Having non-assisted steering in the present day is like using a typewriter instead of a keyboard. It’s functional and old-fashioned but would make your life harder because turning the steering will feel like an arm workout. An electronically assisted steering can usually turn with the strength of your pinky.
Moreover, the Custom 300 (not Moreno’s car) has also appeared in Hollywood. “It’s in many well-known films like The Marvelous Mrs. Maisel, Motherless Brooklyn, and Bridge of Spies,” said Moreno.
Another fascinating vehicle at the parade was the 1987 Plymouth Gran Fury belonging to Rick Cowan, a young NYPD officer. “It was pretty beat up when we got it,” he said. “It had a bullet hole in the passenger front door. So, we had to do a lot of work to make it look original. We just finished putting the interior back in and wiring up the lights, the siren, and all that stuff. It’s a lot of work, but it’s fun,” said Cowan.
The Plymouth isn’t as glitzy as the Ford. Instead, it packs a simple three-box design and plain bodywork sans cuts or creases. But Gorgia terms Cowan’s prized possession as “America’s police car of the 80s.” He also said it was “NYPD’s dearest” because the vehicle could take so much abuse. Chrysler Corporation (now Stellantis North America), Plymouth’s then parent company, had engineered a rugged chassis and a reliable powertrain, which made the Gran Fury popular among police departments across the United States.

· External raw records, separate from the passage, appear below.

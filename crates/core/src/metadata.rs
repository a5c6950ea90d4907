//! Document records for the managed index and the manifest they are imported from.
//!
//! A record's id is derived from the file's base name only, so re-ingesting the
//! same file name updates the same index entry. Within one batch, ids that
//! sanitize to the same value are made unique with a short hash of the file's
//! path relative to the input directory.

use crate::error::IngestError;
use regex::Regex;
use serde::{Deserialize, Serialize};
use sha2::{Digest, Sha256};
use std::collections::HashSet;
use std::path::{Component, Path, PathBuf};

/// Longest document id the index accepts.
pub const MAX_DOCUMENT_ID_LEN: usize = 63;
pub const RAW_PREFIX: &str = "raw";
pub const MANIFEST_OBJECT: &str = "metadata/metadata.jsonl";

#[derive(Debug, Clone, Copy, PartialEq, Eq, Hash, Serialize, Deserialize)]
pub enum DocumentFormat {
    Pdf,
    PlainText,
    Markdown,
}

impl DocumentFormat {
    pub const ALL: [DocumentFormat; 3] = [
        DocumentFormat::Pdf,
        DocumentFormat::PlainText,
        DocumentFormat::Markdown,
    ];

    pub fn extension(self) -> &'static str {
        match self {
            DocumentFormat::Pdf => "pdf",
            DocumentFormat::PlainText => "txt",
            DocumentFormat::Markdown => "md",
        }
    }

    pub fn mime_type(self) -> &'static str {
        match self {
            DocumentFormat::Pdf => "application/pdf",
            DocumentFormat::PlainText => "text/plain",
            DocumentFormat::Markdown => "text/markdown",
        }
    }

    pub fn from_extension(extension: &str) -> Option<Self> {
        Self::ALL
            .into_iter()
            .find(|format| format.extension().eq_ignore_ascii_case(extension))
    }

    pub fn from_path(path: &Path) -> Result<Self, IngestError> {
        path.extension()
            .and_then(|ext| ext.to_str())
            .and_then(Self::from_extension)
            .ok_or_else(|| IngestError::UnsupportedFormat {
                path: path.to_path_buf(),
            })
    }
}

#[derive(Debug, Clone, PartialEq, Eq, Serialize, Deserialize)]
pub struct StructData {
    pub source_file: String,
}

#[derive(Debug, Clone, PartialEq, Eq, Serialize, Deserialize)]
pub struct ContentRef {
    #[serde(rename = "mimeType")]
    pub mime_type: String,
    pub uri: String,
}

/// One manifest entry: `{"id", "structData": {"source_file"}, "content": {"mimeType", "uri"}}`.
#[derive(Debug, Clone, PartialEq, Eq, Serialize, Deserialize)]
pub struct DocumentRecord {
    pub id: String,
    #[serde(rename = "structData")]
    pub struct_data: StructData,
    pub content: ContentRef,
}

impl DocumentRecord {
    pub fn source_file(&self) -> &str {
        &self.struct_data.source_file
    }

    pub fn mime_type(&self) -> &str {
        &self.content.mime_type
    }

    pub fn content_locator(&self) -> &str {
        &self.content.uri
    }

    pub fn to_manifest_line(&self) -> Result<String, IngestError> {
        Ok(serde_json::to_string(self)?)
    }

    pub fn from_manifest_line(line: &str) -> Result<Self, IngestError> {
        Ok(serde_json::from_str(line.trim_end())?)
    }
}

/// Newline-delimited JSON, one record per line, trailing newline included.
pub fn render_manifest(records: &[DocumentRecord]) -> Result<String, IngestError> {
    let mut manifest = String::new();
    for record in records {
        manifest.push_str(&record.to_manifest_line()?);
        manifest.push('\n');
    }
    Ok(manifest)
}

pub fn parse_manifest(manifest: &str) -> Result<Vec<DocumentRecord>, IngestError> {
    manifest
        .lines()
        .filter(|line| !line.trim().is_empty())
        .map(DocumentRecord::from_manifest_line)
        .collect()
}

/// A file found by discovery, with its path relative to the input directory.
#[derive(Debug, Clone, PartialEq, Eq)]
pub struct SourceFile {
    pub path: PathBuf,
    pub relative: PathBuf,
}

impl SourceFile {
    pub fn file_name(&self) -> Result<&str, IngestError> {
        self.path
            .file_name()
            .and_then(|name| name.to_str())
            .ok_or_else(|| IngestError::MissingFileName(self.path.display().to_string()))
    }

    /// Relative path with `/` separators, as used in object names.
    pub fn relative_key(&self) -> String {
        self.relative
            .components()
            .filter_map(|component| match component {
                Component::Normal(part) => Some(part.to_string_lossy().into_owned()),
                _ => None,
            })
            .collect::<Vec<_>>()
            .join("/")
    }
}

/// Object naming in the durable storage bucket.
#[derive(Debug, Clone, PartialEq, Eq)]
pub struct StorageLayout {
    pub bucket: String,
}

impl StorageLayout {
    pub fn new(bucket: impl Into<String>) -> Self {
        Self {
            bucket: bucket.into(),
        }
    }

    pub fn raw_object(&self, source: &SourceFile) -> String {
        format!("{RAW_PREFIX}/{}", source.relative_key())
    }

    pub fn manifest_object(&self) -> &'static str {
        MANIFEST_OBJECT
    }

    pub fn uri(&self, object: &str) -> String {
        format!("gs://{}/{}", self.bucket, object)
    }
}

pub struct MetadataBuilder {
    layout: StorageLayout,
    disallowed: Regex,
    repeated: Regex,
    max_id_len: usize,
}

impl MetadataBuilder {
    pub fn new(layout: StorageLayout) -> Result<Self, IngestError> {
        Ok(Self {
            layout,
            disallowed: Regex::new(r"[^A-Za-z0-9_-]+")?,
            repeated: Regex::new(r"([_-])[_-]+")?,
            max_id_len: MAX_DOCUMENT_ID_LEN,
        })
    }

    pub fn layout(&self) -> &StorageLayout {
        &self.layout
    }

    /// Base name without extension, restricted to letters, digits, `-` and `_`.
    pub fn sanitize_id(&self, file_name: &str) -> String {
        let stem = Path::new(file_name)
            .file_stem()
            .and_then(|stem| stem.to_str())
            .unwrap_or(file_name);

        let replaced = self.disallowed.replace_all(stem, "_");
        let collapsed = self.repeated.replace_all(&replaced, "$1");
        let trimmed = collapsed.trim_matches(|c: char| c == '_' || c == '-');

        let mut id: String = trimmed.chars().take(self.max_id_len).collect();
        while id.ends_with(|c: char| c == '_' || c == '-') {
            id.pop();
        }
        if id.is_empty() {
            id.push_str("document");
        }
        id
    }

    pub fn build(&self, source: &SourceFile) -> Result<DocumentRecord, IngestError> {
        let file_name = source.file_name()?;
        let format = DocumentFormat::from_path(&source.path)?;

        Ok(DocumentRecord {
            id: self.sanitize_id(file_name),
            struct_data: StructData {
                source_file: file_name.to_string(),
            },
            content: ContentRef {
                mime_type: format.mime_type().to_string(),
                uri: self.layout.uri(&self.layout.raw_object(source)),
            },
        })
    }
}

/// Tracks ids handed out within one ingestion batch.
#[derive(Debug, Default)]
pub struct BatchIds {
    seen: HashSet<String>,
}

impl BatchIds {
    /// Returns `id` unchanged the first time; later claims get a path-hash suffix.
    pub fn claim(&mut self, id: &str, source: &SourceFile) -> String {
        if self.seen.insert(id.to_string()) {
            return id.to_string();
        }

        let digest = format!("{:x}", Sha256::digest(source.relative_key().as_bytes()));
        let suffix = &digest[..8];
        let keep = MAX_DOCUMENT_ID_LEN - suffix.len() - 1;
        let base: String = id.chars().take(keep).collect();

        let mut candidate = format!("{base}-{suffix}");
        let mut attempt = 1;
        while !self.seen.insert(candidate.clone()) {
            attempt += 1;
            candidate = format!("{base}-{suffix}{attempt}");
        }
        candidate
    }
}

Gorgia also broke down the composition of the roof-mounted lights, which make police cars instantly recognizable. “The older cars here used the turret light, which includes a bright central light, with flashing and rotating lights on either side, designed for good visibility. Then they moved on to the V-shaped vector bar, which offers better visibility and is more sophisticated.” The vector bar uses newer technology, like 360-degree LED lights for all-around visibility and a digital board to communicate with people.
Gorgia’s other notable mentions from the vintage fleet included the 1966 Chevrolet Biscayne, a 1980 Plymouth Volare, and a 1990 Chevrolet Caprice, all appearing like rolling art in the parade.
NYPD’s current fleet includes the Ford Explorer, Ford Fusion, and Nissan Altima, among many others. But 2022 marks a momentous shift for the Fleet Services Division. Eyeing reduced emissions, an order for more than 100 Ford Mustang Mach-E fully electric cop cars has been placed. The first batch of electric Mustang Mach-Es entered service in the summer of 2022, and charging stations are being installed at multiple NYPD facilities.
However, operating electric police cars comes with pros and cons. Electric cars have instant torque, which in simple terms, is the force with which a car pulls from a standstill. Because electric propulsion works differently than gas motors, 100% of this force is deployed from the get-go, whereas in ordinary gas cars, the build-up is generally gradual.
What this means for the police is that the explosive acceleration off the line will be handy in chasing criminals or reaching a crime spot in a relatively short time. EVs are also silent and discreet. On the other hand, an EV’s driving range can be a major downside. Running out of charge during an operation would be any officer’s worst nightmare. Charging times for EVs are long, and finding charging stations could be tricky.
Hence, it’s unsurprising that some officers still hold on tight to the good ol’ gas guzzlers, even if it’s just for show purposes.
The vintage fleet may spend more time in the garage than on the road. It’s likely to gather more dust than miles. But having existed way beyond its expiry date, it’s clear that the fleet is still dear to the NYPD. It represents a long history whose emotional value cannot be overshadowed by its modern electric successors.